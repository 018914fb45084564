use macroquad::prelude::*;

use crate::animation::{AnimationController, TileDefId};
use crate::gid::Gid;
use crate::grid::GridGeometry;
use crate::properties::Properties;
use crate::render::{RenderBackend, TileQuad};
use crate::store::{TileLayerStore, TilePlacement, Tiles};
use crate::tileset::TilesetRegistry;

/// Fields every layer variant carries: identity, compositing modifiers, and
/// the map's grid geometry for coordinate conversion.
#[derive(Debug, Clone)]
pub struct LayerMeta {
    /// Layer name, used by path lookup.
    pub name: String,
    /// Whether the layer (and its subtree) is drawn. Invisible layers still
    /// receive updates so animations keep advancing while hidden.
    pub visible: bool,
    /// Opacity 0..1; multiplied down the tree at draw time.
    pub opacity: f32,
    /// Pixel offset of this layer; summed down the tree at draw time.
    pub offset: Vec2,
    /// Custom properties of the layer.
    pub properties: Properties,
    /// Grid geometry of the owning map.
    pub geometry: GridGeometry,
}

/// An object on an object layer. The runtime treats these as opaque data
/// beyond name/class/property access.
#[derive(Debug, Clone)]
pub struct MapObject {
    /// Unique object ID from the document.
    pub id: u32,
    /// Object name.
    pub name: String,
    /// Object class (or legacy type) string.
    pub class_name: String,
    /// Pixel x.
    pub x: f32,
    /// Pixel y.
    pub y: f32,
    /// Pixel width.
    pub width: f32,
    /// Pixel height.
    pub height: f32,
    /// Rotation in degrees.
    pub rotation: f32,
    /// Visibility flag.
    pub visible: bool,
    /// GID for tile objects.
    pub gid: Option<Gid>,
    /// Custom properties.
    pub properties: Properties,
}

/// A grid of tiles with dense per-cell GID storage.
#[derive(Debug, Clone)]
pub struct TileLayer {
    pub(crate) meta: LayerMeta,
    pub(crate) store: TileLayerStore,
}

impl TileLayer {
    /// The GID at a grid cell, or `None` when the cell is empty or outside
    /// the layer bounds.
    pub fn tile_at_grid(&self, grid_x: i32, grid_y: i32) -> Option<Gid> {
        self.store.gid_at(grid_x, grid_y)
    }

    /// Writes a raw GID at a grid cell (0 clears it). Out-of-bounds writes
    /// are silently ignored.
    pub fn set_tile_at_grid(&mut self, grid_x: i32, grid_y: i32, gid: u32) {
        self.store.set_gid_at(grid_x, grid_y, gid);
    }

    /// The GID at a pixel position, via [`pixel_to_grid`](Self::pixel_to_grid).
    pub fn tile_at_pixel(&self, x: f32, y: f32) -> Option<Gid> {
        let (gx, gy) = self.pixel_to_grid(x, y);
        self.store.gid_at(gx, gy)
    }

    /// Writes a raw GID at a pixel position.
    pub fn set_tile_at_pixel(&mut self, x: f32, y: f32, gid: u32) {
        let (gx, gy) = self.pixel_to_grid(x, y);
        self.store.set_gid_at(gx, gy, gid);
    }

    /// Grid bounds as `(left, top, right, bottom)`, right/bottom exclusive.
    pub fn grid_bounds(&self) -> (i32, i32, i32, i32) {
        self.store.grid_bounds()
    }

    /// Pixel bounds as `(left, top, right, bottom)`, layer offset applied.
    pub fn pixel_bounds(&self) -> (f32, f32, f32, f32) {
        self.meta
            .geometry
            .pixel_bounds(self.store.grid_bounds(), self.meta.offset)
    }

    /// Iterates over the layer's non-empty tiles in row-major order.
    pub fn tiles(&self) -> Tiles<'_> {
        self.store.tiles(self.meta.geometry, self.meta.offset)
    }

    /// Pixel position of a grid cell, layer offset applied.
    pub fn grid_to_pixel(&self, grid_x: i32, grid_y: i32) -> Vec2 {
        self.meta
            .geometry
            .grid_to_pixel(grid_x, grid_y, self.meta.offset)
    }

    /// Grid cell containing a pixel position.
    pub fn pixel_to_grid(&self, x: f32, y: f32) -> (i32, i32) {
        self.meta.geometry.pixel_to_grid(vec2(x, y), self.meta.offset)
    }

    // Draw every tile as one quad, resolving the current (post-animation)
    // GID per cell. `offset`/`opacity` are accumulated from ancestors; the
    // placement position already includes this layer's own offset.
    fn draw_tiles(
        &self,
        backend: &mut dyn RenderBackend,
        tilesets: &TilesetRegistry,
        animations: &AnimationController,
        parent_offset: Vec2,
        opacity: f32,
    ) {
        for TilePlacement { gid, x, y, .. } in self.tiles() {
            let Some(def) = tilesets.resolve(gid) else {
                continue;
            };
            let id = TileDefId {
                tileset: def.tileset_index,
                local_id: def.local_id,
            };
            let current = animations.current_gid(id).unwrap_or(gid.clean());
            let Some(shown) = tilesets.resolve(Gid(current)) else {
                continue;
            };
            backend.draw_quad(TileQuad {
                texture: shown.tileset.texture.as_ref(),
                source: shown.tileset.source_rect(shown.local_id),
                dest: vec2(x, y) + parent_offset,
                dest_size: vec2(
                    shown.tileset.tile_width as f32,
                    shown.tileset.tile_height as f32,
                ),
                flip_h: def.flip_h,
                flip_v: def.flip_v,
                flip_diag: def.flip_d,
                opacity,
            });
        }
    }
}

/// A layer showing a single image.
#[derive(Debug, Clone)]
pub struct ImageLayer {
    pub(crate) meta: LayerMeta,
    /// Image path from the document, relative to the map file.
    pub image: String,
    /// Loaded texture; `None` until assets are loaded.
    pub texture: Option<Texture2D>,
}

/// A layer carrying objects instead of tiles.
#[derive(Debug, Clone)]
pub struct ObjectLayer {
    pub(crate) meta: LayerMeta,
    pub(crate) objects: Vec<MapObject>,
}

impl ObjectLayer {
    /// The layer's objects in document order.
    pub fn objects(&self) -> &[MapObject] {
        &self.objects
    }
}

/// A layer containing other layers. Child order is document order and
/// doubles as draw order (back to front).
#[derive(Debug, Clone)]
pub struct GroupLayer {
    pub(crate) meta: LayerMeta,
    pub(crate) children: Vec<Layer>,
}

impl GroupLayer {
    /// The child layers in draw order.
    pub fn children(&self) -> &[Layer] {
        &self.children
    }

    /// Mutable access to the child layers.
    pub fn children_mut(&mut self) -> &mut [Layer] {
        &mut self.children
    }

    /// Resolves a sequence of names by descending this group's children,
    /// one path segment per nesting level. `None` on the first miss.
    pub fn layer(&self, path: &[&str]) -> Option<&Layer> {
        let (first, rest) = path.split_first()?;
        let mut node = self.children.iter().find(|c| c.name() == *first)?;
        for segment in rest {
            let Layer::Group(group) = node else {
                return None;
            };
            node = group.children.iter().find(|c| c.name() == *segment)?;
        }
        Some(node)
    }

    /// Mutable variant of [`layer`](Self::layer).
    pub fn layer_mut(&mut self, path: &[&str]) -> Option<&mut Layer> {
        let (first, rest) = path.split_first()?;
        let mut node = self.children.iter_mut().find(|c| c.name() == *first)?;
        for segment in rest {
            let Layer::Group(group) = node else {
                return None;
            };
            node = group.children.iter_mut().find(|c| c.name() == *segment)?;
        }
        Some(node)
    }
}

/// One node of the layer tree.
#[derive(Debug, Clone)]
pub enum Layer {
    /// A tile layer.
    Tiles(TileLayer),
    /// An image layer.
    Image(ImageLayer),
    /// An object layer.
    Objects(ObjectLayer),
    /// A group of layers.
    Group(GroupLayer),
}

impl Layer {
    /// The metadata shared by every variant.
    pub fn meta(&self) -> &LayerMeta {
        match self {
            Layer::Tiles(l) => &l.meta,
            Layer::Image(l) => &l.meta,
            Layer::Objects(l) => &l.meta,
            Layer::Group(l) => &l.meta,
        }
    }

    /// Mutable access to the shared metadata.
    pub fn meta_mut(&mut self) -> &mut LayerMeta {
        match self {
            Layer::Tiles(l) => &mut l.meta,
            Layer::Image(l) => &mut l.meta,
            Layer::Objects(l) => &mut l.meta,
            Layer::Group(l) => &mut l.meta,
        }
    }

    /// The layer's name.
    pub fn name(&self) -> &str {
        &self.meta().name
    }

    /// The tile layer, when this node is one.
    pub fn as_tiles(&self) -> Option<&TileLayer> {
        match self {
            Layer::Tiles(l) => Some(l),
            _ => None,
        }
    }

    /// The tile layer, mutably.
    pub fn as_tiles_mut(&mut self) -> Option<&mut TileLayer> {
        match self {
            Layer::Tiles(l) => Some(l),
            _ => None,
        }
    }

    /// Pixel position of a grid cell under this layer's offset.
    pub fn grid_to_pixel(&self, grid_x: i32, grid_y: i32) -> Vec2 {
        let meta = self.meta();
        meta.geometry.grid_to_pixel(grid_x, grid_y, meta.offset)
    }

    /// Grid cell containing a pixel position under this layer's offset.
    pub fn pixel_to_grid(&self, x: f32, y: f32) -> (i32, i32) {
        let meta = self.meta();
        meta.geometry.pixel_to_grid(vec2(x, y), meta.offset)
    }

    /// Advances animations reachable from this layer. Runs regardless of
    /// visibility; the controller's frame stamp keeps shared definitions
    /// from advancing more than once per frame.
    pub fn update(&mut self, dt: f32, animations: &mut AnimationController) {
        match self {
            Layer::Group(group) => {
                for child in &mut group.children {
                    child.update(dt, animations);
                }
            }
            Layer::Tiles(_) | Layer::Objects(_) => animations.advance_all(dt),
            // Image layers hold no time-varying state.
            Layer::Image(_) => {}
        }
    }

    /// Draws this layer through `backend` with no inherited modifiers.
    pub fn draw(
        &self,
        backend: &mut dyn RenderBackend,
        tilesets: &TilesetRegistry,
        animations: &AnimationController,
    ) {
        self.draw_into(backend, tilesets, animations, Vec2::ZERO, 1.0);
    }

    // Recursive draw. Skips invisible subtrees entirely; accumulates
    // ancestor offsets additively and opacity multiplicatively.
    pub(crate) fn draw_into(
        &self,
        backend: &mut dyn RenderBackend,
        tilesets: &TilesetRegistry,
        animations: &AnimationController,
        parent_offset: Vec2,
        parent_opacity: f32,
    ) {
        let meta = self.meta();
        if !meta.visible {
            return;
        }
        let opacity = parent_opacity * meta.opacity;
        match self {
            Layer::Tiles(layer) => {
                layer.draw_tiles(backend, tilesets, animations, parent_offset, opacity);
            }
            Layer::Image(layer) => {
                backend.draw_image(
                    layer.texture.as_ref(),
                    parent_offset + meta.offset,
                    opacity,
                );
            }
            // Objects are opaque to the runtime; hosts draw them.
            Layer::Objects(_) => {}
            Layer::Group(group) => {
                let offset = parent_offset + meta.offset;
                for child in &group.children {
                    child.draw_into(backend, tilesets, animations, offset, opacity);
                }
            }
        }
    }
}
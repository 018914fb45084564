// tests/map_tests.rs

use macroquad_tilescene::{
    Gid, Layer, Map, MapDocument, Orientation, PropertyValue, StaggerAxis, StaggerIndex, FLIP_D,
    FLIP_H, FLIP_V,
};

fn map_from(json: &str) -> Map {
    let doc = MapDocument::parse_str(json).expect("parse");
    Map::from_document(doc).expect("build")
}

fn two_tileset_map() -> Map {
    map_from(
        r#"{
      "tilewidth": 16, "tileheight": 16, "width": 4, "height": 4,
      "tilesets": [
        {"firstgid": 1, "name": "a", "tilecount": 8, "columns": 4, "tilewidth": 16, "tileheight": 16, "image": "a.png"},
        {"firstgid": 9, "name": "b", "tilecount": 8, "columns": 4, "tilewidth": 16, "tileheight": 16, "image": "b.png"}
      ],
      "layers": [
        {"type": "tilelayer", "name": "Ground", "width": 4, "height": 4,
         "data": [1, 2, 0, 0,  0, 0, 0, 0,  0, 0, 10, 0,  0, 0, 0, 0]}
      ]
    }"#,
    )
}

#[test]
fn gids_resolve_to_their_owning_tileset() {
    let map = two_tileset_map();
    assert_eq!(map.tileset(1).expect("gid 1").name, "a");
    assert_eq!(map.tileset(8).expect("gid 8").name, "a");
    assert_eq!(map.tileset(9).expect("gid 9").name, "b");
    assert!(map.tileset(0).is_none());
    assert!(map.tileset(17).is_none());

    let tile = map.tile(10).expect("resolves");
    assert_eq!(tile.local_id, 1);
    assert_eq!(tile.tileset.name, "b");
}

#[test]
fn flag_bits_never_change_what_a_gid_resolves_to() {
    let map = two_tileset_map();
    for flags in [FLIP_H, FLIP_V, FLIP_D, FLIP_H | FLIP_V | FLIP_D] {
        let flagged = map.tile(5 | flags).expect("resolves");
        let plain = map.tile(5).expect("resolves");
        assert_eq!(flagged.local_id, plain.local_id);
        assert_eq!(flagged.tileset_index, plain.tileset_index);
    }
    let tile = map.tile(5 | FLIP_H | FLIP_D).expect("resolves");
    assert!(tile.flip_h && tile.flip_d && !tile.flip_v);
}

#[test]
fn tile_property_writes_are_visible_to_every_placement() {
    let mut map = two_tileset_map();
    assert!(map.tile_property(2, "burning").is_none());
    map.set_tile_property(2, "burning", PropertyValue::Bool(true));
    // Same definition queried through a flagged GID.
    assert_eq!(
        map.tile_property(2 | FLIP_V, "burning"),
        Some(&PropertyValue::Bool(true))
    );
    // Unresolvable GID: the write is silently dropped.
    map.set_tile_property(999, "burning", PropertyValue::Bool(true));
    assert!(map.tile_property(999, "burning").is_none());
}

#[test]
fn layer_lookup_descends_groups_and_misses_cleanly() {
    let map = map_from(
        r#"{
      "tilewidth": 16, "tileheight": 16,
      "tilesets": [],
      "layers": [
        {"type": "group", "name": "World", "layers": [
          {"type": "tilelayer", "name": "Ground", "width": 1, "height": 1, "data": [0]},
          {"type": "group", "name": "Detail", "layers": [
            {"type": "imagelayer", "name": "Backdrop", "image": "sky.png"}
          ]}
        ]},
        {"type": "objectgroup", "name": "Actors", "objects": []}
      ]
    }"#,
    );

    assert!(matches!(map.layer(&["World"]), Some(Layer::Group(_))));
    assert!(matches!(
        map.layer(&["World", "Ground"]),
        Some(Layer::Tiles(_))
    ));
    assert!(matches!(
        map.layer(&["World", "Detail", "Backdrop"]),
        Some(Layer::Image(_))
    ));
    assert!(matches!(map.layer(&["Actors"]), Some(Layer::Objects(_))));

    assert!(map.layer(&["Missing"]).is_none());
    assert!(map.layer(&["World", "Missing"]).is_none());
    // A non-group cannot be descended into.
    assert!(map.layer(&["Actors", "Anything"]).is_none());
    assert!(map.layer(&[]).is_none());
}

#[test]
fn sibling_order_matches_the_document_regardless_of_type() {
    let map = map_from(
        r#"{
      "tilewidth": 16, "tileheight": 16,
      "tilesets": [],
      "layers": [
        {"type": "objectgroup", "name": "first", "objects": []},
        {"type": "tilelayer", "name": "second", "width": 1, "height": 1, "data": [0]},
        {"type": "imagelayer", "name": "third", "image": "x.png"}
      ]
    }"#,
    );
    let names: Vec<_> = map.layers().iter().map(|l| l.name()).collect();
    assert_eq!(names, ["first", "second", "third"]);
}

#[test]
fn tile_queries_and_writes_round_trip_on_grid_and_pixel_coordinates() {
    let mut map = two_tileset_map();
    let ground = map
        .layer_mut(&["Ground"])
        .and_then(|l| l.as_tiles_mut())
        .expect("tile layer");

    assert_eq!(ground.tile_at_grid(0, 0), Some(Gid(1)));
    assert_eq!(ground.tile_at_grid(2, 0), None); // empty cell
    assert_eq!(ground.tile_at_grid(-1, -1), None); // out of bounds
    assert_eq!(ground.tile_at_grid(4, 0), None);

    ground.set_tile_at_grid(3, 3, 9);
    assert_eq!(ground.tile_at_grid(3, 3), Some(Gid(9)));
    ground.set_tile_at_grid(3, 3, 9);
    assert_eq!(ground.tile_at_grid(3, 3), Some(Gid(9)));

    // Out-of-bounds writes are ignored, not errors.
    ground.set_tile_at_grid(-1, 0, 9);
    ground.set_tile_at_grid(0, 4, 9);
    assert_eq!(ground.tile_at_grid(-1, 0), None);

    // Pixel access composes pixel_to_grid with the grid accessors.
    assert_eq!(ground.tile_at_pixel(20.0, 5.0), Some(Gid(2)));
    ground.set_tile_at_pixel(50.0, 50.0, 12);
    assert_eq!(ground.tile_at_grid(3, 3), Some(Gid(12)));
}

#[test]
fn bounds_and_conversions_honor_the_layer_offset() {
    let map = map_from(
        r#"{
      "tilewidth": 16, "tileheight": 8,
      "tilesets": [],
      "layers": [
        {"type": "tilelayer", "name": "L", "width": 3, "height": 2,
         "offsetx": 8.0, "offsety": 4.0, "data": [0, 0, 0, 0, 0, 0]}
      ]
    }"#,
    );
    let layer = map.layer(&["L"]).expect("layer");
    let tiles = layer.as_tiles().expect("tile layer");

    assert_eq!(tiles.grid_bounds(), (0, 0, 3, 2));
    assert_eq!(tiles.pixel_bounds(), (8.0, 4.0, 56.0, 20.0));

    let p = layer.grid_to_pixel(1, 1);
    assert_eq!((p.x, p.y), (24.0, 12.0));
    assert_eq!(layer.pixel_to_grid(24.0, 12.0), (1, 1));
    assert_eq!(layer.pixel_to_grid(7.0, 3.0), (-1, -1));
}

#[test]
fn tiles_iterator_yields_stable_indices_and_pixel_positions() {
    let map = two_tileset_map();
    let tiles = map
        .layer(&["Ground"])
        .and_then(|l| l.as_tiles())
        .expect("tile layer");

    let got: Vec<_> = tiles.tiles().collect();
    assert_eq!(got.len(), 3);
    assert_eq!(
        got.iter().map(|t| t.index).collect::<Vec<_>>(),
        vec![0, 1, 10]
    );
    assert_eq!(got[1].gid, Gid(2));
    assert_eq!((got[1].grid_x, got[1].grid_y), (1, 0));
    assert_eq!((got[1].x, got[1].y), (16.0, 0.0));
    assert_eq!((got[2].grid_x, got[2].grid_y), (2, 2));

    // Restartable: a second pass sees the same tiles.
    assert_eq!(tiles.tiles().count(), 3);
}

#[test]
fn staggered_maps_parse_their_stagger_configuration() {
    let map = map_from(
        r#"{
      "orientation": "staggered", "staggeraxis": "y", "staggerindex": "odd",
      "tilewidth": 16, "tileheight": 8, "width": 4, "height": 4,
      "tilesets": [],
      "layers": [{"type": "tilelayer", "name": "L", "width": 4, "height": 4,
                  "data": [0,0,0,0, 0,0,0,0, 0,0,0,0, 0,0,0,0]}]
    }"#,
    );
    let geometry = map.geometry();
    assert_eq!(geometry.orientation, Orientation::Staggered);
    assert_eq!(geometry.stagger_axis, StaggerAxis::Y);
    assert_eq!(geometry.stagger_index, StaggerIndex::Odd);

    let layer = map.layer(&["L"]).expect("layer");
    // Odd rows shift right by half a tile.
    assert_eq!(layer.grid_to_pixel(0, 1).x, 8.0);
    assert_eq!(layer.grid_to_pixel(0, 2).x, 0.0);
    // Round trip through the shifted row.
    for gx in 0..4 {
        for gy in 0..4 {
            let p = layer.grid_to_pixel(gx, gy);
            assert_eq!(layer.pixel_to_grid(p.x, p.y), (gx, gy));
        }
    }
}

§ **TASK TO COMPLETE**: Give only the number of lines in the listing above that include the string "MapObject".

§ **SOLUTION**: 3